#1
  1. No Profile Picture
    Contributing User
    Devshed Newbie (0 - 499 posts)

    Join Date
    Jul 2013
    Posts
    109
    Rep Power
    3

    Reading from file- pointer to buffer?


    When i use the function fread(), i know i'm supposed to provide a pointer to buffer.

    First- what is exactly a buffer?

    Second- if i have an array of structs (each struct contains name and ID of a person e.g.). I want fread() to go thru my struct array. How will my pointer look like, if the array of structs is as such:

    (will the pointer be the name "array" ?)
    Code:
    typedef struct 
    {
        char *name;
        int ID;
    }Person;
    
    Person array[10];/* Let's say i already wrote the names and ID's */
    
    fread(array, sizeof(Person), 10, file_pointer); /* just guessing here */
    What i mean:

    Code:
    Person array[10]={{jerry, 15}, {george, 23}, {mike, 98},....]; /* 10 elements */
    
    fread(array, ....... )  <-----  correct ???
    Thanks in advance.
  2. #2
  3. Contributing User
    Devshed Supreme Being (6500+ posts)

    Join Date
    Jan 2003
    Location
    USA
    Posts
    7,242
    Rep Power
    2222
    For what a buffer is, read the Wikipedia article at http://en.wikipedia.org/wiki/Data_buffer.

    Basically, as data is moved around it arrives at different speeds and times, usually when the CPU is doing something else.
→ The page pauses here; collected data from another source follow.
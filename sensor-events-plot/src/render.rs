// Sensor Events Plot - Step-chart rendering
// Copyright (c) 2025 David Martin Venti
//
// Dual-licensed under AGPL-3.0 and Commercial License.
// See LICENSE file for details.

//! SVG rendering of sensor step charts.

use crate::axis::HourAxis;
use crate::config::PlotConfig;
use crate::error::{render_err, PlotError, Result};
use crate::series::StepSeries;
use plotters::coord::Shift;
use plotters::prelude::*;
use sensor_events::EventTable;
use std::path::Path;
use tracing::{debug, info};

const GRID_COLOR: RGBColor = RGBColor(176, 176, 176);

/// Render the table to an SVG file.
pub fn render_svg(table: &EventTable, config: &PlotConfig, path: impl AsRef<Path>) -> Result<()> {
    let path = path.as_ref();
    let root = SVGBackend::new(path, (config.width, config.height)).into_drawing_area();
    draw_chart(&root, table, config)?;
    info!(path = %path.display(), "plot written");
    Ok(())
}

/// Render the table to an SVG document in memory.
pub fn render_svg_string(table: &EventTable, config: &PlotConfig) -> Result<String> {
    let mut svg = String::new();
    {
        let root = SVGBackend::with_string(&mut svg, (config.width, config.height))
            .into_drawing_area();
        draw_chart(&root, table, config)?;
    }
    Ok(svg)
}

/// Load a CSV and render it to an SVG file.
pub fn render_csv_to_svg(
    input: impl AsRef<Path>,
    output: impl AsRef<Path>,
    config: &PlotConfig,
) -> Result<()> {
    let table = EventTable::from_csv(input)?;
    render_svg(&table, config, output)
}

fn draw_chart<DB: DrawingBackend>(
    root: &DrawingArea<DB, Shift>,
    table: &EventTable,
    config: &PlotConfig,
) -> Result<()> {
    let (start, end) = table.time_range().ok_or(PlotError::EmptyTable)?;
    let series = StepSeries::from_table(table);

    let x_axis = HourAxis::new(start, end, config.tick_interval_hours);
    let (y_min, y_max) = config.y_range();
    debug!(series = series.len(), ticks = x_axis.ticks().len(), "drawing step chart");

    root.fill(&WHITE).map_err(render_err)?;

    let mut chart = ChartBuilder::on(root)
        .caption(&config.title, ("sans-serif", 24))
        .margin(12)
        .x_label_area_size(48)
        .y_label_area_size(64)
        .build_cartesian_2d(x_axis.clone(), y_min..y_max)
        .map_err(render_err)?;

    let x_formatter = |x: &f64| x_axis.label(*x);
    chart
        .configure_mesh()
        .x_desc(config.x_label.as_str())
        .y_desc(config.y_label.as_str())
        .x_label_formatter(&x_formatter)
        .y_labels(7)
        .bold_line_style(GRID_COLOR.mix(0.7))
        .light_line_style(TRANSPARENT)
        .draw()
        .map_err(render_err)?;

    for (idx, s) in series.iter().enumerate() {
        let style = Palette99::pick(idx).stroke_width(config.line_width);
        chart
            .draw_series(LineSeries::new(s.step_points(start), style))
            .map_err(render_err)?
            .label(s.label())
            .legend(move |(x, y)| PathElement::new(vec![(x, y), (x + 20, y)], style));
    }

    chart
        .configure_series_labels()
        .position(SeriesLabelPosition::UpperRight)
        .background_style(WHITE.mix(0.85))
        .border_style(BLACK.mix(0.25))
        .draw()
        .map_err(render_err)?;

    root.present().map_err(render_err)?;
    Ok(())
}
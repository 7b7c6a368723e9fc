// Sensor Events - Generator configuration
// Copyright (c) 2025 David Martin Venti
//
// Dual-licensed under AGPL-3.0 and Commercial License.
// See LICENSE file for details.

//! Configuration for event dataset generation.
//!
//! Every field has a default, so an empty JSON object is a valid config file
//! and `GeneratorConfig::default()` reproduces the stock 24-hour, 3-sensor
//! dataset.

use crate::error::{GeneratorError, Result};
use crate::timeline;
use chrono::{NaiveDate, NaiveDateTime};
use serde::{Deserialize, Serialize};
use std::fmt;
use std::path::{Path, PathBuf};
use std::str::FromStr;

/// Default output file name.
pub const DEFAULT_OUTPUT_FILE: &str = "sensor_data_continuous.csv";

/// What to do with an event whose step count exceeds the timeline length.
#[derive(Debug, Clone, Copy, Default, PartialEq, Eq, Serialize, Deserialize)]
#[serde(rename_all = "lowercase")]
pub enum OversizePolicy {
    /// Refuse configurations where the longest event cannot fit.
    #[default]
    Reject,
    /// Shorten the event to the full timeline.
    Clamp,
    /// Drop the event and record it as skipped.
    Skip,
}

impl fmt::Display for OversizePolicy {
    fn fmt(&self, f: &mut fmt::Formatter<'_>) -> fmt::Result {
        let s = match self {
            OversizePolicy::Reject => "reject",
            OversizePolicy::Clamp => "clamp",
            OversizePolicy::Skip => "skip",
        };
        f.write_str(s)
    }
}

impl FromStr for OversizePolicy {
    type Err = String;

    fn from_str(s: &str) -> std::result::Result<Self, Self::Err> {
        match s.to_ascii_lowercase().as_str() {
            "reject" => Ok(OversizePolicy::Reject),
            "clamp" => Ok(OversizePolicy::Clamp),
            "skip" => Ok(OversizePolicy::Skip),
            other => Err(format!(
                "unknown oversize policy '{}' (expected reject, clamp or skip)",
                other
            )),
        }
    }
}

/// Generator configuration.
#[derive(Debug, Clone, PartialEq, Serialize, Deserialize)]
#[serde(default)]
pub struct GeneratorConfig {
    /// First instant of every sensor timeline.
    pub start: NaiveDateTime,
    /// Last instant (inclusive) of every sensor timeline.
    pub end: NaiveDateTime,
    /// Number of simulated sensors, numbered from 1.
    pub sensors: u32,
    /// Spacing between readings in seconds.
    pub sample_interval_secs: u64,
    /// Minimum number of events per sensor.
    pub min_events: u32,
    /// Maximum number of events per sensor.
    pub max_events: u32,
    /// Minimum event duration in seconds.
    pub min_event_duration_secs: u64,
    /// Maximum event duration in seconds.
    pub max_event_duration_secs: u64,
    /// CSV output path.
    pub output_file: PathBuf,
    /// Random seed for reproducibility.
    #[serde(skip_serializing_if = "Option::is_none")]
    pub seed: Option<u64>,
    /// Handling of events longer than the timeline.
    pub oversize_policy: OversizePolicy,
}

fn default_start() -> NaiveDateTime {
    NaiveDate::from_ymd_opt(2024, 12, 12)
        .and_then(|d| d.and_hms_opt(0, 0, 0))
        .unwrap_or_default()
}

fn default_end() -> NaiveDateTime {
    NaiveDate::from_ymd_opt(2024, 12, 13)
        .and_then(|d| d.and_hms_opt(0, 0, 0))
        .unwrap_or_default()
}

impl Default for GeneratorConfig {
    fn default() -> Self {
        Self {
            start: default_start(),
            end: default_end(),
            sensors: 3,
            sample_interval_secs: 5,
            min_events: 1,
            max_events: 5,
            min_event_duration_secs: 60,
            max_event_duration_secs: 3 * 3600,
            output_file: PathBuf::from(DEFAULT_OUTPUT_FILE),
            seed: None,
            oversize_policy: OversizePolicy::Reject,
        }
    }
}

impl GeneratorConfig {
    /// Create a new generator config with defaults.
    pub fn new() -> Self {
        Self::default()
    }

    /// Set the time range.
    pub fn with_range(mut self, start: NaiveDateTime, end: NaiveDateTime) -> Self {
        self.start = start;
        self.end = end;
        self
    }

    /// Set start instant.
    pub fn with_start(mut self, start: NaiveDateTime) -> Self {
        self.start = start;
        self
    }

    /// Set end instant.
    pub fn with_end(mut self, end: NaiveDateTime) -> Self {
        self.end = end;
        self
    }

    /// Set number of sensors.
    pub fn with_sensors(mut self, sensors: u32) -> Self {
        self.sensors = sensors;
        self
    }

    /// Set sample interval in seconds.
    pub fn with_sample_interval_secs(mut self, secs: u64) -> Self {
        self.sample_interval_secs = secs;
        self
    }

    /// Set event count bounds (inclusive).
    pub fn with_events(mut self, min: u32, max: u32) -> Self {
        self.min_events = min;
        self.max_events = max;
        self
    }

    /// Set event duration bounds in seconds (inclusive).
    pub fn with_event_duration_secs(mut self, min: u64, max: u64) -> Self {
        self.min_event_duration_secs = min;
        self.max_event_duration_secs = max;
        self
    }

    /// Set output file.
    pub fn with_output_file(mut self, path: impl Into<PathBuf>) -> Self {
        self.output_file = path.into();
        self
    }

    /// Set random seed.
    pub fn with_seed(mut self, seed: u64) -> Self {
        self.seed = Some(seed);
        self
    }

    /// Set oversize policy.
    pub fn with_oversize_policy(mut self, policy: OversizePolicy) -> Self {
        self.oversize_policy = policy;
        self
    }

    /// Number of samples in each sensor timeline.
    pub fn grid_len(&self) -> Result<usize> {
        timeline::grid_len(self.start, self.end, self.sample_interval_secs)
    }

    /// Convert a duration to whole sample steps (truncating).
    pub fn duration_steps(&self, secs: u64) -> usize {
        if self.sample_interval_secs == 0 {
            return 0;
        }
        (secs / self.sample_interval_secs) as usize
    }

    /// Check the configuration before generating anything.
    pub fn validate(&self) -> Result<()> {
        if self.sample_interval_secs == 0 {
            return Err(GeneratorError::InvalidSampleInterval(0));
        }
        if self.end < self.start {
            return Err(GeneratorError::EndBeforeStart {
                start: self.start,
                end: self.end,
            });
        }
        if self.sensors == 0 {
            return Err(GeneratorError::NoSensors);
        }
        if self.min_events > self.max_events {
            return Err(GeneratorError::InvalidBounds {
                name: "event count",
                min: u64::from(self.min_events),
                max: u64::from(self.max_events),
            });
        }
        if self.min_event_duration_secs > self.max_event_duration_secs {
            return Err(GeneratorError::InvalidBounds {
                name: "event duration",
                min: self.min_event_duration_secs,
                max: self.max_event_duration_secs,
            });
        }

        let grid_len = self.grid_len()?;
        let longest = self.duration_steps(self.max_event_duration_secs);
        if self.oversize_policy == OversizePolicy::Reject && self.max_events > 0 && longest > grid_len
        {
            return Err(GeneratorError::EventLongerThanTimeline {
                steps: longest,
                grid_len,
            });
        }

        Ok(())
    }

    /// Load from a JSON file. Missing fields take their defaults.
    pub fn from_json_file(path: impl AsRef<Path>) -> Result<Self> {
        let json = std::fs::read_to_string(path)?;
        Ok(serde_json::from_str(&json)?)
    }

    /// Save to a JSON file.
    pub fn to_json_file(&self, path: impl AsRef<Path>) -> Result<()> {
        let json = serde_json::to_string_pretty(self)?;
        std::fs::write(path, json)?;
        Ok(())
    }
}

#[cfg(test)]
mod tests {
    use super::*;
    use tempfile::NamedTempFile;

    fn at(h: u32, m: u32, s: u32) -> NaiveDateTime {
        NaiveDate::from_ymd_opt(2024, 12, 12)
            .unwrap()
            .and_hms_opt(h, m, s)
            .unwrap()
    }

    #[test]
    fn test_config_default() {
        let config = GeneratorConfig::default();
        assert_eq!(config.start, at(0, 0, 0));
        assert_eq!(config.end, at(0, 0, 0) + chrono::Duration::days(1));
        assert_eq!(config.sensors, 3);
        assert_eq!(config.sample_interval_secs, 5);
        assert_eq!((config.min_events, config.max_events), (1, 5));
        assert_eq!(config.max_event_duration_secs, 10_800);
        assert_eq!(config.output_file, PathBuf::from("sensor_data_continuous.csv"));
        assert!(config.validate().is_ok());
    }

    #[test]
    fn test_default_grid_len() {
        // 86400 / 5 + 1
        assert_eq!(GeneratorConfig::default().grid_len().unwrap(), 17_281);
    }

    #[test]
    fn test_duration_steps_truncates() {
        let config = GeneratorConfig::new().with_sample_interval_secs(5);
        assert_eq!(config.duration_steps(4), 0);
        assert_eq!(config.duration_steps(5), 1);
        assert_eq!(config.duration_steps(14), 2);
    }

    #[test]
    fn test_validate_zero_interval() {
        let config = GeneratorConfig::new().with_sample_interval_secs(0);
        assert!(matches!(
            config.validate(),
            Err(GeneratorError::InvalidSampleInterval(0))
        ));
    }

    #[test]
    fn test_validate_end_before_start() {
        let config = GeneratorConfig::new().with_range(at(1, 0, 0), at(0, 0, 0));
        assert!(matches!(
            config.validate(),
            Err(GeneratorError::EndBeforeStart { .. })
        ));
    }

    #[test]
    fn test_validate_no_sensors() {
        let config = GeneratorConfig::new().with_sensors(0);
        assert!(matches!(config.validate(), Err(GeneratorError::NoSensors)));
    }

    #[test]
    fn test_validate_reversed_bounds() {
        let events = GeneratorConfig::new().with_events(4, 2);
        assert!(matches!(
            events.validate(),
            Err(GeneratorError::InvalidBounds { name: "event count", .. })
        ));

        let durations = GeneratorConfig::new().with_event_duration_secs(600, 60);
        assert!(matches!(
            durations.validate(),
            Err(GeneratorError::InvalidBounds { name: "event duration", .. })
        ));
    }

    #[test]
    fn test_validate_oversize_by_policy() {
        // 13-sample timeline, events up to 120 steps
        let config = GeneratorConfig::new()
            .with_range(at(0, 0, 0), at(0, 1, 0))
            .with_event_duration_secs(60, 600);

        assert!(matches!(
            config.validate(),
            Err(GeneratorError::EventLongerThanTimeline { steps: 120, grid_len: 13 })
        ));
        assert!(config
            .clone()
            .with_oversize_policy(OversizePolicy::Clamp)
            .validate()
            .is_ok());
        assert!(config
            .with_oversize_policy(OversizePolicy::Skip)
            .validate()
            .is_ok());
    }

    #[test]
    fn test_oversize_policy_parse() {
        assert_eq!("clamp".parse::<OversizePolicy>(), Ok(OversizePolicy::Clamp));
        assert_eq!("SKIP".parse::<OversizePolicy>(), Ok(OversizePolicy::Skip));
        assert!("truncate".parse::<OversizePolicy>().is_err());
        assert_eq!(OversizePolicy::Reject.to_string(), "reject");
    }

    #[test]
    fn test_partial_json_uses_defaults() {
        let config: GeneratorConfig =
            serde_json::from_str(r#"{ "sensors": 7, "oversize_policy": "skip" }"#).unwrap();
        assert_eq!(config.sensors, 7);
        assert_eq!(config.oversize_policy, OversizePolicy::Skip);
        assert_eq!(config.sample_interval_secs, 5);
        assert_eq!(config.start, at(0, 0, 0));
    }

    #[test]
    fn test_json_file_roundtrip() {
        let config = GeneratorConfig::new()
            .with_sensors(2)
            .with_seed(99)
            .with_output_file("out.csv");

        let temp_file = NamedTempFile::new().unwrap();
        config.to_json_file(temp_file.path()).unwrap();
        let loaded = GeneratorConfig::from_json_file(temp_file.path()).unwrap();

        assert_eq!(loaded, config);
    }
}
Electronically, data is only present at a hardware input for a short and specific amount of time, so a fast-acting program (eg, an Interrupt Service Routine (ISR)) needs to read it while it's there and put it somewhere until your program can get around to reading it. In addition, your program may not even be interested in reading it until several pieces of data has accumulated, specifically in C's console input functions until the Enter key has been hit. Also, data is read and written from and to disk not as individual bytes, but rather as entire sectors (ranging anywhere from 128 bytes to 4096, depending on the properties of the specific media), so that data has to be stored somewhere where the program will be able to read from it and when a program "writes to disk" that output data needs to be stored somewhere until an entire sector can actually be written.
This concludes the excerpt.